Tete gostava de jogar sueca com as amigas e de perder os brincos pela casa.

Sabe quando a gente tira o brinco da orelha e ele some misteriosamente, reaparecendo um tempão depois? Creuza entendia bem desses pequenos sumiços. Era brinco, colar, dinheiro... Os pertences viviam dando aquela fugidinha dentro de casa, mas sempre reapareciam quando ela não estava mais procurando.

Mas, não se engane! Creuza podia perder de vista suas bijus, mas jamais tirou os olhos dos oito filhos: seis meninas e dois meninos, que criou sozinha e com muito, mas muito amor. Amor que ultrapassou gerações, multiplicando-se com a chegada dos netos e bisnetos.

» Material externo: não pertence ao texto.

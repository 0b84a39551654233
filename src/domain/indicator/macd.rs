//! MACD (Moving Average Convergence Divergence) indicator.
//!
//! MACD Line = EMA(fast) - EMA(slow)
//! Signal Line = EMA(signal) of the defined MACD Line values
//! Histogram = MACD Line - Signal Line
//!
//! Default parameters: fast=12, slow=26, signal=9
//! Warmup: max(fast, slow) - 1 bars for the line, plus signal - 1 for the
//! signal and histogram.

use crate::domain::indicator::{calculate_ema, Column};

pub const DEFAULT_FAST: usize = 12;
pub const DEFAULT_SLOW: usize = 26;
pub const DEFAULT_SIGNAL: usize = 9;

#[derive(Debug, Clone, PartialEq)]
pub struct MacdColumns {
    pub line: Column,
    pub signal: Column,
    pub histogram: Column,
}

pub fn calculate_macd(
    values: &[Option<f64>],
    fast: usize,
    slow: usize,
    signal_period: usize,
) -> MacdColumns {
    let ema_fast = calculate_ema(values, fast);
    let ema_slow = calculate_ema(values, slow);

    let line: Column = ema_fast
        .iter()
        .zip(&ema_slow)
        .map(|(f, s)| Some((*f)? - (*s)?))
        .collect();

    let signal = calculate_ema(&line, signal_period);

    let histogram = line
        .iter()
        .zip(&signal)
        .map(|(l, s)| Some((*l)? - (*s)?))
        .collect();

    MacdColumns {
        line,
        signal,
        histogram,
    }
}
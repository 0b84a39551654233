//! Technical indicator implementations.
//!
//! This module provides the types shared by every indicator:
//! - `Column`: a per-bar series where `None` marks an undefined value
//! - `IndicatorKind`: closed set of supported kinds plus an `Unsupported` arm
//! - `IndicatorParams`: the loose parameter mapping carried by a rule
//! - `IndicatorSpec`: kind + params + the rule scope that requested it
//!
//! Every calculator takes a source column and returns a column of the same
//! length. Bars inside the warmup window are `None`.

pub mod bollinger;
pub mod cci;
pub mod ema;
pub mod macd;
pub mod rsi;
pub mod sma;
pub mod stddev;

pub use ema::calculate_ema;
pub use sma::calculate_sma;

use crate::domain::ohlcv::PriceField;
use serde::{Deserialize, Serialize};
use std::fmt;

pub type Column = Vec<Option<f64>>;

pub const RSI_COLUMN: &str = "RSI";
pub const SMA_COLUMN: &str = "SMA";
pub const EMA_COLUMN: &str = "EMA";
pub const MACD_COLUMN: &str = "MACD";
pub const MACD_SIGNAL_COLUMN: &str = "MACD_SIGNAL";
pub const MACD_HIST_COLUMN: &str = "MACD_HIST";
pub const CCI_COLUMN: &str = "CCI";
pub const BB_UPPER_COLUMN: &str = "BB_UPPER";
pub const BB_MIDDLE_COLUMN: &str = "BB_MIDDLE";
pub const BB_LOWER_COLUMN: &str = "BB_LOWER";

pub const DEFAULT_RSI_PERIOD: usize = 14;
pub const DEFAULT_MA_PERIOD: usize = 20;
pub const DEFAULT_CCI_PERIOD: usize = 20;
pub const DEFAULT_BBANDS_PERIOD: usize = 20;
pub const DEFAULT_BBANDS_STDDEV: f64 = 2.0;

#[derive(Debug, Clone, PartialEq, Eq, Hash, Serialize, Deserialize)]
#[serde(from = "String", into = "String")]
pub enum IndicatorKind {
    Rsi,
    Sma,
    Ema,
    Macd,
    Cci,
    Bbands,
    Price(PriceField),
    Unsupported(String),
}

impl IndicatorKind {
    pub fn parse(name: &str) -> Self {
        let lowered = name.trim().to_lowercase();
        match lowered.as_str() {
            "rsi" => IndicatorKind::Rsi,
            "sma" => IndicatorKind::Sma,
            "ema" => IndicatorKind::Ema,
            "macd" => IndicatorKind::Macd,
            "cci" => IndicatorKind::Cci,
            "bbands" | "bollinger" => IndicatorKind::Bbands,
            other => match PriceField::parse(other) {
                Some(field) => IndicatorKind::Price(field),
                None => IndicatorKind::Unsupported(name.trim().to_string()),
            },
        }
    }

    /// Columns the pipeline writes for this kind. Price kinds read raw bar
    /// columns and write nothing.
    pub fn output_columns(&self) -> &'static [&'static str] {
        match self {
            IndicatorKind::Rsi => &[RSI_COLUMN],
            IndicatorKind::Sma => &[SMA_COLUMN],
            IndicatorKind::Ema => &[EMA_COLUMN],
            IndicatorKind::Macd => &[MACD_COLUMN, MACD_SIGNAL_COLUMN, MACD_HIST_COLUMN],
            IndicatorKind::Cci => &[CCI_COLUMN],
            IndicatorKind::Bbands => &[BB_UPPER_COLUMN, BB_MIDDLE_COLUMN, BB_LOWER_COLUMN],
            IndicatorKind::Price(_) | IndicatorKind::Unsupported(_) => &[],
        }
    }

    /// The column a rule on this kind observes. `None` for unsupported kinds.
    pub fn observed_column(&self, params: &IndicatorParams) -> Option<String> {
        let name = match self {
            IndicatorKind::Rsi => RSI_COLUMN,
            IndicatorKind::Sma => SMA_COLUMN,
            IndicatorKind::Ema => EMA_COLUMN,
            IndicatorKind::Macd => MACD_COLUMN,
            IndicatorKind::Cci => CCI_COLUMN,
            IndicatorKind::Bbands => match params.band.as_deref().map(str::to_lowercase) {
                Some(band) if band == "upper" => BB_UPPER_COLUMN,
                Some(band) if band == "lower" => BB_LOWER_COLUMN,
                _ => BB_MIDDLE_COLUMN,
            },
            IndicatorKind::Price(field) => field.column_name(),
            IndicatorKind::Unsupported(_) => return None,
        };
        Some(name.to_string())
    }

    pub fn is_supported(&self) -> bool {
        !matches!(self, IndicatorKind::Unsupported(_))
    }
}

impl From<String> for IndicatorKind {
    fn from(value: String) -> Self {
        IndicatorKind::parse(&value)
    }
}

impl From<IndicatorKind> for String {
    fn from(kind: IndicatorKind) -> Self {
        kind.to_string()
    }
}

impl fmt::Display for IndicatorKind {
    fn fmt(&self, f: &mut fmt::Formatter<'_>) -> fmt::Result {
        match self {
            IndicatorKind::Rsi => write!(f, "rsi"),
            IndicatorKind::Sma => write!(f, "sma"),
            IndicatorKind::Ema => write!(f, "ema"),
            IndicatorKind::Macd => write!(f, "macd"),
            IndicatorKind::Cci => write!(f, "cci"),
            IndicatorKind::Bbands => write!(f, "bbands"),
            IndicatorKind::Price(field) => write!(f, "{}", field.column_name()),
            IndicatorKind::Unsupported(name) => write!(f, "{}", name),
        }
    }
}

/// Loose parameter mapping as sent by clients. Numbers arrive as JSON
/// numbers of any shape, so they are kept as `f64` and converted on use.
#[derive(Debug, Clone, Default, PartialEq, Serialize, Deserialize)]
pub struct IndicatorParams {
    #[serde(default, alias = "window", skip_serializing_if = "Option::is_none")]
    pub period: Option<f64>,
    #[serde(default, skip_serializing_if = "Option::is_none")]
    pub fast: Option<f64>,
    #[serde(default, skip_serializing_if = "Option::is_none")]
    pub slow: Option<f64>,
    #[serde(default, skip_serializing_if = "Option::is_none")]
    pub signal: Option<f64>,
    #[serde(default, skip_serializing_if = "Option::is_none")]
    pub stddev: Option<f64>,
    #[serde(default, skip_serializing_if = "Option::is_none")]
    pub source: Option<String>,
    #[serde(default, skip_serializing_if = "Option::is_none")]
    pub band: Option<String>,
}

fn as_window(value: Option<f64>, default: usize) -> usize {
    match value {
        Some(v) if v.is_finite() && v >= 0.0 => v as usize,
        _ => default,
    }
}

impl IndicatorParams {
    pub fn with_period(period: usize) -> Self {
        Self {
            period: Some(period as f64),
            ..Self::default()
        }
    }

    pub fn period_or(&self, default: usize) -> usize {
        as_window(self.period, default)
    }

    pub fn fast_or(&self, default: usize) -> usize {
        as_window(self.fast, default)
    }

    pub fn slow_or(&self, default: usize) -> usize {
        as_window(self.slow, default)
    }

    pub fn signal_or(&self, default: usize) -> usize {
        as_window(self.signal, default)
    }

    pub fn stddev_or(&self, default: f64) -> f64 {
        match self.stddev {
            Some(v) if v.is_finite() && v > 0.0 => v,
            _ => default,
        }
    }

    pub fn source_field(&self) -> PriceField {
        PriceField::parse_or_close(self.source.as_deref())
    }
}

/// Which part of a strategy asked for an indicator.
#[derive(Debug, Clone, Copy, PartialEq, Eq, Hash)]
pub enum RuleScope {
    Entry,
    Exit,
    /// Moving average requested through a rule's `compare_to`.
    Compare,
}

#[derive(Debug, Clone, PartialEq)]
pub struct IndicatorSpec {
    pub kind: IndicatorKind,
    pub params: IndicatorParams,
    pub scope: RuleScope,
}

impl IndicatorSpec {
    pub fn new(kind: IndicatorKind, params: IndicatorParams, scope: RuleScope) -> Self {
        Self {
            kind,
            params,
            scope,
        }
    }
}

/// Column name for a moving average requested via `compare_to`.
pub fn compare_column(kind: &IndicatorKind, period: usize) -> String {
    match kind {
        IndicatorKind::Ema => format!("{}_{}", EMA_COLUMN, period),
        _ => format!("{}_{}", SMA_COLUMN, period),
    }
}

#[cfg(test)]
mod tests {
    use super::*;

    #[test]
    fn parse_is_case_insensitive() {
        assert_eq!(IndicatorKind::parse("RSI"), IndicatorKind::Rsi);
        assert_eq!(IndicatorKind::parse(" macd "), IndicatorKind::Macd);
        assert_eq!(IndicatorKind::parse("Bollinger"), IndicatorKind::Bbands);
    }

    #[test]
    fn parse_price_fields() {
        assert_eq!(
            IndicatorKind::parse("close"),
            IndicatorKind::Price(PriceField::Close)
        );
        assert_eq!(
            IndicatorKind::parse("Volume"),
            IndicatorKind::Price(PriceField::Volume)
        );
    }

    #[test]
    fn parse_unknown_keeps_name() {
        let kind = IndicatorKind::parse("ichimoku");
        assert_eq!(kind, IndicatorKind::Unsupported("ichimoku".into()));
        assert!(!kind.is_supported());
        assert!(kind.output_columns().is_empty());
        assert_eq!(kind.observed_column(&IndicatorParams::default()), None);
    }

    #[test]
    fn serde_round_trips_through_string() {
        let kind: IndicatorKind = serde_json::from_str("\"EMA\"").unwrap();
        assert_eq!(kind, IndicatorKind::Ema);
        assert_eq!(serde_json::to_string(&kind).unwrap(), "\"ema\"");
    }

    #[test]
    fn observed_column_for_bbands_band() {
        let mut params = IndicatorParams::default();
        assert_eq!(
            IndicatorKind::Bbands.observed_column(&params).as_deref(),
            Some(BB_MIDDLE_COLUMN)
        );
        params.band = Some("Lower".into());
        assert_eq!(
            IndicatorKind::Bbands.observed_column(&params).as_deref(),
            Some(BB_LOWER_COLUMN)
        );
    }

    #[test]
    fn macd_writes_three_columns() {
        assert_eq!(
            IndicatorKind::Macd.output_columns(),
            &[MACD_COLUMN, MACD_SIGNAL_COLUMN, MACD_HIST_COLUMN]
        );
    }

    #[test]
    fn params_accept_window_alias_and_floats() {
        let params: IndicatorParams =
            serde_json::from_str(r#"{"window": 14.0, "source": "high"}"#).unwrap();
        assert_eq!(params.period_or(20), 14);
        assert_eq!(params.source_field(), PriceField::High);
    }

    #[test]
    fn params_fall_back_to_defaults() {
        let params = IndicatorParams {
            period: Some(-3.0),
            stddev: Some(0.0),
            ..IndicatorParams::default()
        };
        assert_eq!(params.period_or(14), 14);
        assert_eq!(params.fast_or(12), 12);
        assert!((params.stddev_or(2.0) - 2.0).abs() < f64::EPSILON);
    }

    #[test]
    fn compare_column_names() {
        assert_eq!(compare_column(&IndicatorKind::Sma, 50), "SMA_50");
        assert_eq!(compare_column(&IndicatorKind::Ema, 9), "EMA_9");
    }
}
//! Bollinger Bands indicator.
//!
//! Bollinger Bands consist of:
//! - Middle: Simple Moving Average (SMA) over n periods
//! - Upper: Middle + (multiplier × StdDev)
//! - Lower: Middle - (multiplier × StdDev)
//!
//! Where StdDev is population standard deviation (divides by N, not N-1).
//! Warmup: first (period-1) bars are undefined.

use crate::domain::indicator::stddev::calculate_stddev;
use crate::domain::indicator::{calculate_sma, Column};

#[derive(Debug, Clone, PartialEq)]
pub struct BollingerColumns {
    pub upper: Column,
    pub middle: Column,
    pub lower: Column,
}

pub fn calculate_bollinger(values: &[Option<f64>], period: usize, multiplier: f64) -> BollingerColumns {
    let middle = calculate_sma(values, period);
    let stddev = calculate_stddev(values, period);

    let band = |sign: f64| -> Column {
        middle
            .iter()
            .zip(&stddev)
            .map(|(m, s)| Some(m.as_ref()? + sign * multiplier * s.as_ref()?))
            .collect()
    };

    BollingerColumns {
        upper: band(1.0),
        lower: band(-1.0),
        middle,
    }
}
//! Data access port trait.

use crate::domain::error::StratbenchError;
use crate::domain::ohlcv::BarSeries;
use chrono::NaiveDateTime;

/// Source of historical bars. Shared read-only across batch workers.
pub trait DataPort: Send + Sync {
    /// Bars for `symbol` at `timeframe`, ascending, starting at the first
    /// bar at or after `start` (full history when `None`).
    fn fetch_bars(
        &self,
        symbol: &str,
        timeframe: &str,
        start: Option<NaiveDateTime>,
    ) -> Result<BarSeries, StratbenchError>;

    fn list_symbols(&self, timeframe: &str) -> Result<Vec<String>, StratbenchError>;
}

Mulher guerreira, mãe dedicada e fã de um bom jogo de sueca com as amigas, Creuza amava estar sempre acompanhada e curtia matar o tempo livre vendo fotos no Facebook.

Amável, carinhosa e prestativa, Creuza com certeza entrou para o time dos melhores anjos da guarda.

Espalhe seus brincos por onde estiver, Creuza. E tenha certeza que jamais ficará sozinha – o amor de seus filhos, netos e bisnetos seguirá forte e acompanhando a eterna Tete/Quezinha/Fofinhaaa.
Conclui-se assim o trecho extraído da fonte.